*WHAT THIS TASK INVOLVES:*
Each line of the entries below that includes "LineLayout" belongs in your answer.

*DATA EXTRACT:*
◇ ◇ ◇ ◇ ◇

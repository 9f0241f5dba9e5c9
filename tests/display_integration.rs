/*
 *  tests/display_integration.rs
 *
 *  End-to-end tests: handler, session and protocol driver against the
 *  emulated HD44780 controller
 *
 *  lcdticker - stock forecasts on a character LCD
 *  (c) 2020-26 Stuart Hunter
 */

use std::collections::BTreeMap;
use std::time::Duration;

use lcdticker::carousel::TickerCarousel;
use lcdticker::config::{self, Cli, DisplayConfig};
use lcdticker::display::drivers::emulated::EmulatedDriver;
use lcdticker::display::{CharacterDisplay, DisplayDriverFactory, DisplaySession};
use lcdticker::forecast::FixtureForecast;
use lcdticker::handler::{MessageHandler, Request};
use lcdticker::message::Message;
use lcdticker_driver_hd44780::emulated::EmulatedLcd;
use lcdticker_driver_hd44780::GlyphSet;
use tokio::sync::mpsc;

const TICKERS: [&str; 5] = ["AAPL", "GOOG", "META", "TSLA", "MSFT"];

fn padded(text: &str) -> String {
    format!("{:<16}", text)
}

fn emulated_handler(scores: &[(&str, f64)]) -> (MessageHandler, EmulatedLcd) {
    let driver = EmulatedDriver::new(0x27, 2, 16, true).unwrap();
    let panel = driver.panel().clone();
    let mut session = DisplaySession::new(Box::new(driver));
    session.start(&GlyphSet::default()).unwrap();

    let scores: BTreeMap<String, f64> = scores.iter().map(|(t, s)| (t.to_string(), *s)).collect();
    let handler = MessageHandler::new(
        session,
        TickerCarousel::new(TICKERS).unwrap(),
        Box::new(FixtureForecast::new(scores)),
        Duration::ZERO,
    );
    (handler, panel)
}

fn screen(panel: &EmulatedLcd) -> Vec<String> {
    let layout = lcdticker_driver_hd44780::LineLayout::new(2, 16);
    (1..=2).map(|l| panel.line_text(&layout, l)).collect()
}

#[test]
fn test_aapl_scores_72() {
    let (mut handler, panel) = emulated_handler(&[("AAPL", 72.0)]);
    panel.clear_log();
    handler.start().unwrap();

    assert_eq!(screen(&panel), vec![padded("AAPL"), padded("72")]);
    // backlight bit carried on every byte while on
    let writes = panel.port_writes();
    assert!(!writes.is_empty());
    assert!(writes.iter().all(|b| b & 0x08 != 0));
}

#[test]
fn test_unknown_ticker_not_found() {
    let (mut handler, panel) = emulated_handler(&[("AAPL", 72.0)]);
    handler.handle(Message::SetTicker("NVDA".into())).unwrap();
    assert_eq!(screen(&panel), vec![padded("NVDA"), padded("Not Found!")]);
}

#[test]
fn test_carousel_wraps_on_panel() {
    let (mut handler, panel) = emulated_handler(&[("MSFT", 61.25), ("AAPL", 72.0)]);
    handler.handle(Message::Previous).unwrap();
    assert_eq!(screen(&panel), vec![padded("MSFT"), padded("61.25")]);
    handler.handle(Message::Next).unwrap();
    assert_eq!(screen(&panel), vec![padded("AAPL"), padded("72")]);
}

#[test]
fn test_bus_error_mid_byte_recovers_on_next_message() {
    let (mut handler, panel) = emulated_handler(&[("GOOG", 40.0)]);
    // the clear's high nibble is latched, its low nibble never arrives
    panel.fail_after(2);
    assert!(handler.handle(Message::Next).is_err());
    panel.heal();

    handler.handle(Message::StartSelection).unwrap();
    assert_eq!(screen(&panel), vec![padded("GOOG"), padded("40")]);
    handler.handle(Message::Next).unwrap();
    assert_eq!(screen(&panel), vec![padded("META"), padded("Not Found!")]);
}

#[test]
fn test_restart_retried_while_bus_is_down() {
    let (mut handler, panel) = emulated_handler(&[("AAPL", 72.0)]);
    panel.fail_after(0);
    assert!(handler.handle(Message::Next).is_err());
    // restart fails, so the message is not applied
    assert!(handler.handle(Message::Previous).is_err());
    assert_eq!(handler.carousel().current(), "GOOG");
    panel.heal();

    handler.handle(Message::Previous).unwrap();
    assert_eq!(screen(&panel), vec![padded("AAPL"), padded("72")]);
}

#[test]
fn test_handler_channel_and_shutdown() {
    let (handler, panel) = emulated_handler(&[("GOOG", 40.0)]);
    let (tx, rx) = mpsc::channel(8);
    for token in ["next\r\n", "", "select"] {
        if let Some(m) = Message::decode(token) {
            tx.blocking_send(Request::Message(m)).unwrap();
        }
    }
    drop(tx);

    let session = handler.run(rx);
    assert!(!session.backlight());
    assert!(!panel.backlight());
    assert_eq!(screen(&panel), vec![padded(""), padded("")]);
}

#[test]
fn test_extended_escapes_reach_ddram() {
    let mut driver = EmulatedDriver::new(0x27, 2, 16, true).unwrap();
    let panel = driver.panel().clone();
    driver.init().unwrap();
    driver.load_glyphs(&GlyphSet::default()).unwrap();
    driver.clear().unwrap();
    driver.write_extended_line(2, "{0x00}{0XfF}x{0xZZ}").unwrap();

    let mut expected = vec![0x00, 0xFF, b'x'];
    expected.extend_from_slice(b"{0xZZ}");
    assert_eq!(panel.ddram(0x40, expected.len()), expected);
}

#[test]
fn test_four_line_panel_from_config() {
    let config = DisplayConfig {
        emulated: Some(true),
        lines: Some(4),
        columns: Some(20),
        ..Default::default()
    };
    let mut session = DisplaySession::new(DisplayDriverFactory::create_from_config(&config).unwrap());
    session.start(&GlyphSet::default()).unwrap();
    session.show(&["one", "two", "three", "four"]).unwrap();
    assert_eq!(session.capabilities().lines, 4);
    assert!(session.write_line(5, "five").is_err());
}

#[test]
fn test_cli_layers_over_defaults() {
    let cli = Cli {
        emulated: Some(true),
        tickers: Some(vec!["nvda".into(), "amd".into()]),
        ack_ms: Some(0),
        stdin: Some(false),
        ..Default::default()
    };
    let cfg = config::load_with(&cli).unwrap();
    assert!(cfg.display().emulated());
    assert_eq!(cfg.ack(), Duration::ZERO);
    assert!(!cfg.stdin());
    let carousel = TickerCarousel::new(cfg.tickers()).unwrap();
    assert_eq!(carousel.tickers(), ["NVDA", "AMD"]);
}
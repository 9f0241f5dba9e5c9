/*
 *  lcdticker HD44780 Driver
 *
 *  Character LCD support for HD44780 controllers behind a PCF8574 I2C
 *  backpack, driven in 4-bit mode.
 */

//! # lcdticker HD44780 Display Driver
//!
//! Layered leaf-first:
//!
//! - [`address`] picks the 7-bit device address (explicit, probed or default)
//! - [`transport`] does byte and register I/O with the expander's settle delay
//! - [`protocol`] runs the 4-bit initialization and nibble strobing
//! - [`glyph`] programs the eight CGRAM characters
//!
//! [`emulated`] provides a software panel on the same `embedded-hal` traits,
//! for running off-target and for tests.
//!
//! ## Usage
//!
//! ```no_run
//! use lcdticker_driver_hd44780::{BusAddress, BusNumber, Hd44780, LineLayout, LinuxTransport};
//!
//! # fn main() -> Result<(), Box<dyn std::error::Error>> {
//! let transport = LinuxTransport::open(BusNumber(1), BusAddress::new(0x27)?)?;
//! let mut lcd = Hd44780::new(transport, LineLayout::new(2, 16), true);
//! lcd.init()?;
//! lcd.write_line(1, "AAPL")?;
//! lcd.write_line(2, "72")?;
//! # Ok(())
//! # }
//! ```

pub mod address;
pub mod command;
pub mod emulated;
pub mod error;
pub mod glyph;
pub mod protocol;
pub mod transport;

pub use address::{AddressResolver, BusAddress, BusNumber, FixedProber, I2cDetectProber, Prober};
pub use command::{Command, LineLayout, Mode};
pub use error::{Hd44780Error, Result, TransportError};
pub use glyph::{Glyph, GlyphLoader, GlyphSet};
pub use protocol::{DisplayState, Hd44780, ProtocolState};
pub use transport::{I2cTransport, LinuxTransport, Transport};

◇ ◇ ◇ ◇ ◇

*OUTPUT OF THE TASK:*
    let layout = lcdticker_driver_hd44780::LineLayout::new(2, 16);
//! use lcdticker_driver_hd44780::{BusAddress, BusNumber, Hd44780, LineLayout, LinuxTransport};
//! let mut lcd = Hd44780::new(transport, LineLayout::new(2, 16), true);
pub use command::{Command, LineLayout, Mode};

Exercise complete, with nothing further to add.